Back on June 28 with a little under 30 seconds remaining, the defending National Basketball Association (NBA) Champion Miami Heat were in a five-point hole to the Western Conference Champion San Antonio Spurs and on the verge of giving up their place at the top of the NBA mountain. Thanks to the Spurs inability to make free throws and the Heat nailing a couple of three-pointers in those closing moments the Heat managed to tie the score up and force overtime. With a defensive stop in the final seconds of the extra session, the Heat forced a decisive Game 7 on their home court. That Game 7 ended up being a living testament to Miami's best season in franchise history, validated the trio of LeBron James, Dwyane Wade and Chris Bosh and left the Spurs with the memory of what if?
After garnering his second triple-double of the series with 32 points, 10 rebounds and 11 assists, which was also the 11th of his postseason career, James and the Heat won Game 6 103-100 in overtime to tie the series 3-3.
In the decisive Game 7, the NBA's Most Valuable Player (MVP) scored 37 points in Miami's 95-88 over the Spurs, clinching the Finals 4-3, giving them back-to back titles.
The 2013 Bill Russell Finals MVP for the second straight season also had 12 boards, going 12 for 23 from the field, including 5 for 10 from three-point range and 8 for 8 from the free throw line.
As mentioned earlier this game, the entire series in fact was a testament to the best season in Miami Heat team history, which consisted of a 66-16 regular season, their greatest number of wins in team history. Included in that 66 wins was a 27-game winning streak from Feb. 3 to Mar. 27, the second best winning streak in NBA history to the 1971-72 World Champion Los Angeles Lakers who won 33 games in a row, going 69-13 that season.

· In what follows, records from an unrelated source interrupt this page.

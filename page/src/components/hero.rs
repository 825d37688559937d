use leptos::prelude::*;

use super::{Glyph, Icon, SectionShell};
use crate::styles;

const TRUST_POINTS: [&str; 3] = [
    "No config • No lock‑in",
    "Accessible by design",
    "Mobile-first layout",
];

#[component]
pub fn HeroSection() -> impl IntoView {
    let trust = TRUST_POINTS
        .iter()
        .enumerate()
        .map(|(idx, point)| {
            view! {
                {(idx > 0).then(|| view! { <span class=styles::HERO_TRUST_SEPARATOR></span> })}
                <div class=styles::HERO_TRUST_ITEM>
                    <Icon glyph=Glyph::CheckCircle class=styles::CHECK_ICON />
                    <span>{*point}</span>
                </div>
            }
        })
        .collect::<Vec<_>>();

    view! {
        <SectionShell aria_label="Hero" class=styles::SECTION_SPACING>
            <div class=styles::HERO_GRID>
                <div class="space-y-8">
                    <div class=styles::HERO_BADGE>
                        <Icon glyph=Glyph::Sparkle class="h-3.5 w-3.5 text-emerald-300" />
                        <span>"Leptos 0.8 • SSR • Rust 2024"</span>
                    </div>

                    <div class="space-y-4">
                        <h1 class=styles::HERO_TITLE>
                            "Build beautiful products"
                            <span class=styles::HERO_TITLE_ACCENT>
                                "without starting from scratch."
                            </span>
                        </h1>
                        <p class=styles::HERO_LEAD>
                            "Aurora is a production-ready starter that gives you a polished homepage, "
                            "modern tooling, and a scalable architecture in minutes instead of days."
                        </p>
                    </div>

                    <div class=styles::CTA_ROW>
                        <a href="#get-started" class=styles::CTA_PRIMARY>
                            "Get started in minutes"
                            <Icon glyph=Glyph::ArrowRight class=styles::CTA_ARROW />
                        </a>
                        <a href="#features" class=styles::CTA_SECONDARY>
                            "Explore the features"
                        </a>
                    </div>

                    <div class=styles::HERO_TRUST_ROW>{trust}</div>
                </div>

                <PreviewCard />
            </div>
        </SectionShell>
    }
}

/// Decorative "deploy-ready" card on the right of the hero.
#[component]
fn PreviewCard() -> impl IntoView {
    view! {
        <div class=styles::PREVIEW_CARD aria-hidden="true">
            <div class=styles::PREVIEW_HALO></div>
            <div class=styles::PREVIEW_BODY>
                <div class="flex items-center justify-between gap-4">
                    <div>
                        <p class="text-xs font-medium text-slate-400">"Deploy-ready"</p>
                        <p class="text-sm font-semibold text-slate-50">"Static HTML output"</p>
                    </div>
                    <span class=styles::PREVIEW_PILL>
                        <span class="mr-1.5 h-1.5 w-1.5 rounded-full bg-emerald-300"></span>
                        "Ship faster"
                    </span>
                </div>

                <div class=format!("space-y-3 {}", styles::PREVIEW_PANEL)>
                    <div class="flex items-center justify-between gap-3 text-xs text-slate-300">
                        <span>"Performance"</span>
                        <span class="text-sky-300">"99"</span>
                    </div>
                    <div class=styles::PREVIEW_METER>
                        <div class=styles::PREVIEW_METER_FILL></div>
                    </div>
                    <div class="flex items-center justify-between gap-3 text-xs text-slate-400">
                        <span>"Accessible components"</span>
                        <span class="text-emerald-300">"WCAG AA"</span>
                    </div>
                </div>

                <div class="grid grid-cols-3 gap-3 text-xs">
                    <StackTile label="Stack" value="Leptos" note="SSR • No hydration" />
                    <StackTile label="Styling" value="Tailwind" note="Tokens • Utility" />
                    <StackTile label="Safety" value="Rust" note="Strict by default" />
                </div>
            </div>
        </div>
    }
}

#[component]
fn StackTile(label: &'static str, value: &'static str, note: &'static str) -> impl IntoView {
    view! {
        <div class=styles::PREVIEW_PANEL>
            <p class="mb-1 text-[11px] text-slate-400">{label}</p>
            <p class="font-medium text-slate-50">{value}</p>
            <p class="text-[11px] text-slate-400">{note}</p>
        </div>
    }
}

This was also a validation for the "Big 3" of James, Wade and Bosh, who joined forces three off-seasons ago.
When James came to Miami three seasons ago, he had one goal to win multiple titles. That journey got off to a bumpy start with a loss to the Mavericks in the Finals two years ago and he did not play well at all.
In the last two appearances in the Finals, he has been nothing but brilliant to say the least. The result, back-to-back titles for the Heat.
He was every bit the future Hall of Famer as we have come to know him and he was especially that in Game 6 and 7 where he performed to the level of his 31.5 point average in elimination games, which is the highest in NBA history, according to the Elias Sports Bureau.
Things did not look good for James in the first three quarters of Game 6 where he had just 14 points on 3 for 12 shooting from the field. That all changed in the fourth quarter and overtime where he scored 18 points going 8 for 14 from the floor helping his team outscore the Spurs 38 25 in that time frame.
When it came time to deliver, the most scrutinized player in recent memory delivered, but one of the hardest working added to his legacy and answered his critics once again, while at the same time making some history.
The 37 points James scored in Game 7 tied Boston Celtics Hall of Famer Tommy Heinsohn for the most points scored in Game 7 of the Finals in a victory.
Back in Game 6, James became just the fourth player in Finals history to score 30-plus points, grab 10-plus boards and dish out 10-plus assists in a Finals game. He joined Hall of Famers Charles Barkley (1993), James Worthy (1988) and Jerry West (1969).
He became just the second player in NBA history to win back-to-back regular season MVPs and back-to-back Finals MVPs. The only other player to do that, Hall of Famer Michael Jordan.
He also became just the 3rd player in NBA history to win back-to-back MVPs in the regular season and back-to-back championships, joining Jordan and Russell and just the 5th player in NBA history to win consecutive Finals MVPs joining Jordan, Kobe Bryant, Shaquille O'Neal and Hall of Famer Hakeem Olajuwon.
"I work hard on my game a lot through the off-season. I put a lot of work into it and to be able to come out here and the results happen out on the floor is the ultimate, James, who averaged 25.3 ppg, 10.9 rpg, 7.0 apg said to ABC's Doris Burke after the Larry O'Brien Trophy Presentation.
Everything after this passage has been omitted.